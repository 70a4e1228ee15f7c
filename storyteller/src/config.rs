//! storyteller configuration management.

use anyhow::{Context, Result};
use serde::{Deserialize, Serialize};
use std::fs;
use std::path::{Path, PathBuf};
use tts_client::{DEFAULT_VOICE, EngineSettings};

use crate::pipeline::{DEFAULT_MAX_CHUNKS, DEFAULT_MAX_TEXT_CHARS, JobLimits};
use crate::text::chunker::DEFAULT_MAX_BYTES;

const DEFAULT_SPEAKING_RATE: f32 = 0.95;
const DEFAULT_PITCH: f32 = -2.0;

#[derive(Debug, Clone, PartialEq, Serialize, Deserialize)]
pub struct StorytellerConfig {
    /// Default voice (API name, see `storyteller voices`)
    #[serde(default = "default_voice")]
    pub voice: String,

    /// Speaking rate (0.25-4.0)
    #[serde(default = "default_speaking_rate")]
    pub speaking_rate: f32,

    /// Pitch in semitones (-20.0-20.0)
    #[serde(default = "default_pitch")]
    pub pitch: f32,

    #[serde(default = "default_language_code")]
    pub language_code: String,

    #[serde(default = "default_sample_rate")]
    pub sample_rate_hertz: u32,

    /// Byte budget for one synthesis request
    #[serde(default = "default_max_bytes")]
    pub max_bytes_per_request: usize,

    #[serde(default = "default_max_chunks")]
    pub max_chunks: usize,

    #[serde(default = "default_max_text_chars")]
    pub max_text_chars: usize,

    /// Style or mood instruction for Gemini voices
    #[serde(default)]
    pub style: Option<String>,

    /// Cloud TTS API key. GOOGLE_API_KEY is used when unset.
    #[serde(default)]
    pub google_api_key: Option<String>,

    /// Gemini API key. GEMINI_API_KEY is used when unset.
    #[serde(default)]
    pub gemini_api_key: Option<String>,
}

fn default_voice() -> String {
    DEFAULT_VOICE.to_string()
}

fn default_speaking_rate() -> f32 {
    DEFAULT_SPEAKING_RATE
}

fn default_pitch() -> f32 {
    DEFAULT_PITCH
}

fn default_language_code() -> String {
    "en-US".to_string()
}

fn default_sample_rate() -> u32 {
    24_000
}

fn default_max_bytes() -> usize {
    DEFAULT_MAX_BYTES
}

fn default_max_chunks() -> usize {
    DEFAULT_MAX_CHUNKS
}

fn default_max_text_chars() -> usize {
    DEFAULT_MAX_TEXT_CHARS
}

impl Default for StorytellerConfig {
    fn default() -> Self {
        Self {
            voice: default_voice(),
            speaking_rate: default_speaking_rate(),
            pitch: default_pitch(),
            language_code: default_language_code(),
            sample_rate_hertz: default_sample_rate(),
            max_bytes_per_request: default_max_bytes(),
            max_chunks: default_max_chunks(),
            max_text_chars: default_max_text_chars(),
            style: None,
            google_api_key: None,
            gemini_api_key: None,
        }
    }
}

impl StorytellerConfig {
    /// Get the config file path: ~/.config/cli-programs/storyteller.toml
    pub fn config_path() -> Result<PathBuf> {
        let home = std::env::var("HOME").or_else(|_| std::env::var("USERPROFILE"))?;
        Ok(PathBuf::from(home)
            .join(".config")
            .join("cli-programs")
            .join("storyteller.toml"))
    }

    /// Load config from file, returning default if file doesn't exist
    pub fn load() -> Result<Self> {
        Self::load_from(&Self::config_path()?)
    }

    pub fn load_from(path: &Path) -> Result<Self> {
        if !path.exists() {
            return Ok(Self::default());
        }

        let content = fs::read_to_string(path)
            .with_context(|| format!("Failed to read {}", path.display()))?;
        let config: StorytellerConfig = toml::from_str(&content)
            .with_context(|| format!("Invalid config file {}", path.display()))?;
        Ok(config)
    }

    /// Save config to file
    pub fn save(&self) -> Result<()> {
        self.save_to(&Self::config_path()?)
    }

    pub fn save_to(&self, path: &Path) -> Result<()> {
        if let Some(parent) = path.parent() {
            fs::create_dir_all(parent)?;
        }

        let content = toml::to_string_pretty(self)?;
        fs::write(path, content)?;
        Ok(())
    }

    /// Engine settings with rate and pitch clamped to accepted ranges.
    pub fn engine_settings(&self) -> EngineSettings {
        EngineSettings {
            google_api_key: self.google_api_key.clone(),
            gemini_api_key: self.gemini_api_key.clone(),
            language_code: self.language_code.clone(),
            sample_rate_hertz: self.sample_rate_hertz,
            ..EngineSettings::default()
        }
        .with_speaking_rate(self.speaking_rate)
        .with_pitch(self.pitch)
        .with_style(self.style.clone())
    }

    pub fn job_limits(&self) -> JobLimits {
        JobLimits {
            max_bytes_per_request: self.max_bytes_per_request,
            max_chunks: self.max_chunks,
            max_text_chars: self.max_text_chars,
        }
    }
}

• • • • • • •

The task requires an exact transcription of all the data.

# Answer for this exercise
repository 70a4e1228ee15f7c
filename storyteller/src/config.rs
//! storyteller configuration management.

use anyhow::{Context, Result};
use serde::{Deserialize, Serialize};
use std::fs;
use std::path::{Path, PathBuf};
use tts_client::{DEFAULT_VOICE, EngineSettings};

use crate::pipeline::{DEFAULT_MAX_CHUNKS, DEFAULT_MAX_TEXT_CHARS, JobLimits};
use crate::text::chunker::DEFAULT_MAX_BYTES;

const DEFAULT_SPEAKING_RATE: f32 = 0.95;
const DEFAULT_PITCH: f32 = -2.0;

#[derive(Debug, Clone, PartialEq, Serialize, Deserialize)]
pub struct StorytellerConfig {
    /// Default voice (API name, see `storyteller voices`)
    #[serde(default = "default_voice")]
    pub voice: String,

    /// Speaking rate (0.25-4.0)
    #[serde(default = "default_speaking_rate")]
    pub speaking_rate: f32,

    /// Pitch in semitones (-20.0-20.0)
    #[serde(default = "default_pitch")]
    pub pitch: f32,

    #[serde(default = "default_language_code")]
    pub language_code: String,

    #[serde(default = "default_sample_rate")]
    pub sample_rate_hertz: u32,

    /// Byte budget for one synthesis request
    #[serde(default = "default_max_bytes")]
    pub max_bytes_per_request: usize,

    #[serde(default = "default_max_chunks")]
    pub max_chunks: usize,

    #[serde(default = "default_max_text_chars")]
    pub max_text_chars: usize,

    /// Style or mood instruction for Gemini voices
    #[serde(default)]
    pub style: Option<String>,

    /// Cloud TTS API key. GOOGLE_API_KEY is used when unset.
    #[serde(default)]
    pub google_api_key: Option<String>,

    /// Gemini API key. GEMINI_API_KEY is used when unset.
    #[serde(default)]
    pub gemini_api_key: Option<String>,
}

fn default_voice() -> String {
    DEFAULT_VOICE.to_string()
}

fn default_speaking_rate() -> f32 {
    DEFAULT_SPEAKING_RATE
}

fn default_pitch() -> f32 {
    DEFAULT_PITCH
}

fn default_language_code() -> String {
    "en-US".to_string()
}

fn default_sample_rate() -> u32 {
    24_000
}

fn default_max_bytes() -> usize {
    DEFAULT_MAX_BYTES
}

fn default_max_chunks() -> usize {
    DEFAULT_MAX_CHUNKS
}

fn default_max_text_chars() -> usize {
    DEFAULT_MAX_TEXT_CHARS
}

impl Default for StorytellerConfig {
    fn default() -> Self {
        Self {
            voice: default_voice(),
            speaking_rate: default_speaking_rate(),
            pitch: default_pitch(),
            language_code: default_language_code(),
            sample_rate_hertz: default_sample_rate(),
            max_bytes_per_request: default_max_bytes(),
            max_chunks: default_max_chunks(),
            max_text_chars: default_max_text_chars(),
            style: None,
            google_api_key: None,
            gemini_api_key: None,
        }
    }
}

impl StorytellerConfig {
    /// Get the config file path: ~/.config/cli-programs/storyteller.toml
    pub fn config_path() -> Result<PathBuf> {
        let home = std::env::var("HOME").or_else(|_| std::env::var("USERPROFILE"))?;
        Ok(PathBuf::from(home)
            .join(".config")
            .join("cli-programs")
            .join("storyteller.toml"))
    }

    /// Load config from file, returning default if file doesn't exist
    pub fn load() -> Result<Self> {
        Self::load_from(&Self::config_path()?)
    }

    pub fn load_from(path: &Path) -> Result<Self> {
        if !path.exists() {
            return Ok(Self::default());
        }

        let content = fs::read_to_string(path)
            .with_context(|| format!("Failed to read {}", path.display()))?;
        let config: StorytellerConfig = toml::from_str(&content)
            .with_context(|| format!("Invalid config file {}", path.display()))?;
        Ok(config)
    }

    /// Save config to file
    pub fn save(&self) -> Result<()> {
        self.save_to(&Self::config_path()?)
    }

    pub fn save_to(&self, path: &Path) -> Result<()> {
        if let Some(parent) = path.parent() {
            fs::create_dir_all(parent)?;
        }

        let content = toml::to_string_pretty(self)?;
        fs::write(path, content)?;
        Ok(())
    }

    /// Engine settings with rate and pitch clamped to accepted ranges.
    pub fn engine_settings(&self) -> EngineSettings {
        EngineSettings {
            google_api_key: self.google_api_key.clone(),
            gemini_api_key: self.gemini_api_key.clone(),
            language_code: self.language_code.clone(),
            sample_rate_hertz: self.sample_rate_hertz,
            ..EngineSettings::default()
        }
        .with_speaking_rate(self.speaking_rate)
        .with_pitch(self.pitch)
        .with_style(self.style.clone())
    }

    pub fn job_limits(&self) -> JobLimits {
        JobLimits {
            max_bytes_per_request: self.max_bytes_per_request,
            max_chunks: self.max_chunks,
            max_text_chars: self.max_text_chars,
        }
    }
}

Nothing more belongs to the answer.